Shafik hätte bekräftigen können, dass jede Rede geschützt ist oder nicht geschützt sein sollte. Sie hätte sich für ein aussagekräftigeres Kreuzverhör dieser Fragen mit unseren nationalen Führern einsetzen können, anstatt eine sensationslüsterne Anhörung zu fördern. Hätte eine Verwaltungsangestellte mit dem Hintergrund von Minouche Shafik dieses Gespräch initiiert, hätte sie eine wirkungsvolle Plattform für den produktiven Dialog geboten, den wir in diesem Land so dringend brauchen. Stattdessen überließ sie sich ungläubigen Vernehmern, schaltete externe Strafverfolgungsbehörden ein und schien mehr darauf bedacht zu sein, die Unruhen zu beruhigen, als die Ursachen zu bekämpfen.

Palästinenser und Menschen, die sie in diesem Land unterstützen, haben erlebt, dass auf sie geschossen wurde, dass sie bedroht wurden, dass sie von Autos angefahren wurden ... und das alles nur, weil sie so sind, wie sie sind oder woran sie glauben. Leider hat es im Kongress keine Anhörungen zu diesen Verbrechen gegeben, und einige erkennen nicht einmal an, dass diese Gräueltaten stattgefunden haben. Shafiks Auftritt vor dem Kongress ist ein Beispiel dafür, wie tief unsere voreingenommenen Überzeugungen verwurzelt sind.

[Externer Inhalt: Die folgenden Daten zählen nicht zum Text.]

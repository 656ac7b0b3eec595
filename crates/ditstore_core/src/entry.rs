//! Directory entries and attributes.

use crate::error::{DirResult, DirectoryError};
use crate::name::Dn;
use crate::types::Csn;
use serde::{Deserialize, Serialize};
use std::fmt;

/// Well-known attribute and index identifiers.
pub mod oids {
    /// The objectClass attribute (multi-valued, required on every entry).
    pub const OBJECT_CLASS: &str = "2.5.4.0";
    /// The aliasedObjectName attribute carried by alias entries.
    pub const ALIASED_OBJECT_NAME: &str = "2.5.4.1";
    /// The entryCSN operational attribute.
    pub const ENTRY_CSN: &str = "1.3.6.1.4.1.4203.666.1.7";
    /// The entryUUID operational attribute.
    pub const ENTRY_UUID: &str = "1.3.6.1.1.16.4";
    /// Operational attribute recording the parent entry id, injected into
    /// every stored entry by the execution manager.
    pub const ENTRY_PARENT_ID: &str = "1.3.6.1.4.1.18060.0.4.1.2.51";

    /// System index: parent-id + Rdn hierarchy index.
    pub const RDN_INDEX: &str = "1.3.6.1.4.1.18060.0.4.1.2.50";
    /// System index: attribute presence.
    pub const PRESENCE_INDEX: &str = "1.3.6.1.4.1.18060.0.4.1.2.3";
    /// System index: parent id to direct children.
    pub const ONE_LEVEL_INDEX: &str = "1.3.6.1.4.1.18060.0.4.1.2.4";
    /// System index: ancestor id to every entry in its subtree.
    pub const SUB_LEVEL_INDEX: &str = "1.3.6.1.4.1.18060.0.4.1.2.43";
    /// System index: alias target Dn to alias entry id.
    pub const ALIAS_INDEX: &str = "1.3.6.1.4.1.18060.0.4.1.2.7";
    /// System index: ancestor id to alias target id, one-level scope.
    pub const ONE_ALIAS_INDEX: &str = "1.3.6.1.4.1.18060.0.4.1.2.5";
    /// System index: ancestor id to alias target id, subtree scope.
    pub const SUB_ALIAS_INDEX: &str = "1.3.6.1.4.1.18060.0.4.1.2.6";

    /// The objectClass value marking an entry as an alias.
    pub const ALIAS_OBJECT_CLASS: &str = "alias";
}

/// One attribute value.
///
/// Values are byte strings; directory string syntaxes are stored as UTF-8.
#[derive(Clone, PartialEq, Eq, Serialize, Deserialize)]
pub struct Value(Vec<u8>);

impl Value {
    /// Creates a value from raw bytes.
    #[must_use]
    pub fn new(bytes: Vec<u8>) -> Self {
        Self(bytes)
    }

    /// Returns the raw bytes.
    #[must_use]
    pub fn as_bytes(&self) -> &[u8] {
        &self.0
    }

    /// Returns the value as UTF-8 text, if it is valid UTF-8.
    #[must_use]
    pub fn as_str(&self) -> Option<&str> {
        std::str::from_utf8(&self.0).ok()
    }
}

impl From<&str> for Value {
    fn from(s: &str) -> Self {
        Self(s.as_bytes().to_vec())
    }
}

impl From<String> for Value {
    fn from(s: String) -> Self {
        Self(s.into_bytes())
    }
}

impl fmt::Debug for Value {
    fn fmt(&self, f: &mut fmt::Formatter<'_>) -> fmt::Result {
        match self.as_str() {
            Some(s) => write!(f, "Value({s:?})"),
            None => write!(f, "Value({} bytes)", self.0.len()),
        }
    }
}

/// An attribute: an identifier plus an ordered list of values.
#[derive(Debug, Clone, PartialEq, Eq, Serialize, Deserialize)]
pub struct Attribute {
    oid: String,
    values: Vec<Value>,
}

impl Attribute {
    /// Creates an empty attribute.
    #[must_use]
    pub fn new(oid: impl Into<String>) -> Self {
        Self {
            oid: oid.into(),
            values: Vec::new(),
        }
    }

    /// Creates an attribute with the given values.
    #[must_use]
    pub fn with_values<V: Into<Value>>(oid: impl Into<String>, values: Vec<V>) -> Self {
        Self {
            oid: oid.into(),
            values: values.into_iter().map(Into::into).collect(),
        }
    }

    /// Returns the attribute identifier.
    #[must_use]
    pub fn oid(&self) -> &str {
        &self.oid
    }

    /// Returns the values in insertion order.
    #[must_use]
    pub fn values(&self) -> &[Value] {
        &self.values
    }

    /// Returns the first value, if any.
    #[must_use]
    pub fn first(&self) -> Option<&Value> {
        self.values.first()
    }

    /// Returns the number of values.
    #[must_use]
    pub fn len(&self) -> usize {
        self.values.len()
    }

    /// Returns whether the attribute has no values.
    #[must_use]
    pub fn is_empty(&self) -> bool {
        self.values.is_empty()
    }

    /// Returns whether the exact value is present.
    #[must_use]
    pub fn contains(&self, value: &Value) -> bool {
        self.values.contains(value)
    }

    /// Appends a value, skipping an exact duplicate.
    pub fn add_value(&mut self, value: Value) {
        if !self.values.contains(&value) {
            self.values.push(value);
        }
    }

    /// Removes an exact value. Returns `true` if it was present.
    pub fn remove_value(&mut self, value: &Value) -> bool {
        let before = self.values.len();
        self.values.retain(|v| v != value);
        self.values.len() != before
    }
}

/// A directory entry: a Dn plus an ordered collection of attributes.
///
/// The master table is the sole owner of stored entries; copies handed out
/// by lookups are marked detached and must never be fed back into the
/// modification path.
#[derive(Debug, Clone, PartialEq, Serialize, Deserialize)]
pub struct Entry {
    dn: Dn,
    attributes: Vec<Attribute>,
    #[serde(skip)]
    detached: bool,
}

impl Entry {
    /// Creates an entry with no attributes.
    #[must_use]
    pub fn new(dn: Dn) -> Self {
        Self {
            dn,
            attributes: Vec::new(),
            detached: false,
        }
    }

    /// Returns the entry's Dn.
    #[must_use]
    pub fn dn(&self) -> &Dn {
        &self.dn
    }

    /// Returns the attributes in insertion order.
    #[must_use]
    pub fn attributes(&self) -> &[Attribute] {
        &self.attributes
    }

    /// Returns the attribute with the given identifier.
    #[must_use]
    pub fn get(&self, oid: &str) -> Option<&Attribute> {
        self.attributes.iter().find(|a| a.oid() == oid)
    }

    /// Returns the first value of an attribute as UTF-8 text.
    #[must_use]
    pub fn first_str(&self, oid: &str) -> Option<&str> {
        self.get(oid).and_then(|a| a.first()).and_then(Value::as_str)
    }

    /// Replaces or appends an attribute wholesale.
    pub fn put_attribute(&mut self, attribute: Attribute) {
        match self
            .attributes
            .iter_mut()
            .find(|a| a.oid() == attribute.oid())
        {
            Some(existing) => *existing = attribute,
            None => self.attributes.push(attribute),
        }
    }

    /// Adds a single value, creating the attribute if needed.
    pub fn add_value(&mut self, oid: &str, value: Value) {
        match self.attributes.iter_mut().find(|a| a.oid() == oid) {
            Some(attr) => attr.add_value(value),
            None => {
                let mut attr = Attribute::new(oid);
                attr.add_value(value);
                self.attributes.push(attr);
            }
        }
    }

    /// Removes an attribute entirely. Returns it if it was present.
    pub fn remove_attribute(&mut self, oid: &str) -> Option<Attribute> {
        let pos = self.attributes.iter().position(|a| a.oid() == oid)?;
        Some(self.attributes.remove(pos))
    }

    /// Removes a single value; drops the attribute once empty.
    ///
    /// Returns `true` if the value was present.
    pub fn remove_value(&mut self, oid: &str, value: &Value) -> bool {
        let Some(attr) = self.attributes.iter_mut().find(|a| a.oid() == oid) else {
            return false;
        };
        let removed = attr.remove_value(value);
        if attr.is_empty() {
            self.remove_attribute(oid);
        }
        removed
    }

    /// Returns the entry's Csn, parsed from the entryCSN attribute.
    #[must_use]
    pub fn csn(&self) -> Option<Csn> {
        self.first_str(oids::ENTRY_CSN)?.parse().ok()
    }

    /// Returns the entryUUID attribute value.
    #[must_use]
    pub fn uuid(&self) -> Option<&str> {
        self.first_str(oids::ENTRY_UUID)
    }

    /// Returns whether the entry carries the alias object class.
    #[must_use]
    pub fn is_alias(&self) -> bool {
        self.get(oids::OBJECT_CLASS).is_some_and(|a| {
            a.values()
                .iter()
                .filter_map(Value::as_str)
                .any(|v| v.eq_ignore_ascii_case(oids::ALIAS_OBJECT_CLASS))
        })
    }

    /// Parses the alias target Dn from the aliasedObjectName attribute.
    pub fn alias_target(&self) -> DirResult<Option<Dn>> {
        match self.first_str(oids::ALIASED_OBJECT_NAME) {
            None => Ok(None),
            Some(s) if s.trim().is_empty() => Ok(None),
            Some(s) => Dn::parse(s).map(Some).map_err(|_| {
                DirectoryError::schema_violation(format!("malformed alias target: {s}"))
            }),
        }
    }

    /// Marks this copy as detached from the master table.
    pub fn mark_detached(&mut self) {
        self.detached = true;
    }

    /// Returns whether this is a detached lookup copy.
    #[must_use]
    pub fn is_detached(&self) -> bool {
        self.detached
    }
}

#[cfg(test)]
mod tests {
    use super::*;

    fn entry() -> Entry {
        Entry::new(Dn::parse("cn=alice,dc=example").unwrap())
    }

    #[test]
    fn add_and_get_values() {
        let mut e = entry();
        e.add_value("2.5.4.3", Value::from("alice"));
        e.add_value("2.5.4.3", Value::from("ally"));

        let attr = e.get("2.5.4.3").unwrap();
        assert_eq!(attr.len(), 2);
        assert_eq!(attr.first().unwrap().as_str(), Some("alice"));
    }

    #[test]
    fn add_value_skips_exact_duplicate() {
        let mut e = entry();
        e.add_value("2.5.4.3", Value::from("alice"));
        e.add_value("2.5.4.3", Value::from("alice"));
        assert_eq!(e.get("2.5.4.3").unwrap().len(), 1);
    }

    #[test]
    fn remove_last_value_drops_attribute() {
        let mut e = entry();
        e.add_value("2.5.4.3", Value::from("alice"));
        assert!(e.remove_value("2.5.4.3", &Value::from("alice")));
        assert!(e.get("2.5.4.3").is_none());
    }

    #[test]
    fn put_attribute_replaces() {
        let mut e = entry();
        e.add_value("2.5.4.3", Value::from("alice"));
        e.put_attribute(Attribute::with_values("2.5.4.3", vec!["bob"]));
        assert_eq!(e.get("2.5.4.3").unwrap().first().unwrap().as_str(), Some("bob"));
    }

    #[test]
    fn alias_detection_case_insensitive() {
        let mut e = entry();
        e.add_value(oids::OBJECT_CLASS, Value::from("Alias"));
        assert!(e.is_alias());
    }

    #[test]
    fn alias_target_parsing() {
        let mut e = entry();
        assert_eq!(e.alias_target().unwrap(), None);

        e.add_value(oids::ALIASED_OBJECT_NAME, Value::from("cn=Bob,dc=Example"));
        let target = e.alias_target().unwrap().unwrap();
        assert_eq!(target.to_string(), "cn=bob,dc=example");
    }

    #[test]
    fn csn_accessor() {
        let mut e = entry();
        assert!(e.csn().is_none());
        e.add_value(oids::ENTRY_CSN, Value::from(Csn::new(5, 0, 1).to_string()));
        assert_eq!(e.csn(), Some(Csn::new(5, 0, 1)));
    }

    #[test]
    fn detached_flag_not_serialized() {
        let mut e = entry();
        e.mark_detached();

        let mut buf = Vec::new();
        ciborium::into_writer(&e, &mut buf).unwrap();
        let decoded: Entry = ciborium::from_reader(buf.as_slice()).unwrap();
        assert!(!decoded.is_detached());
    }
}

Die Amerikaner sind weit davon entfernt, sich von ihren Landsleuten abzukapseln. Tatsächlich ist die Mehrheit von uns mit Israels Vorgehen in Gaza nicht einverstanden. Diese demonstrierenden Studenten bekräftigen nur, was immer mehr Amerikaner erkennen, auch wenn viele unserer Eliten sich dessen nicht bewusst zu sein scheinen. Es ist beruhigend zu sehen, dass junge Menschen sich leidenschaftlich für Freiheit, Debatten und das Hinterfragen der Heucheleien in unserem Land einsetzen.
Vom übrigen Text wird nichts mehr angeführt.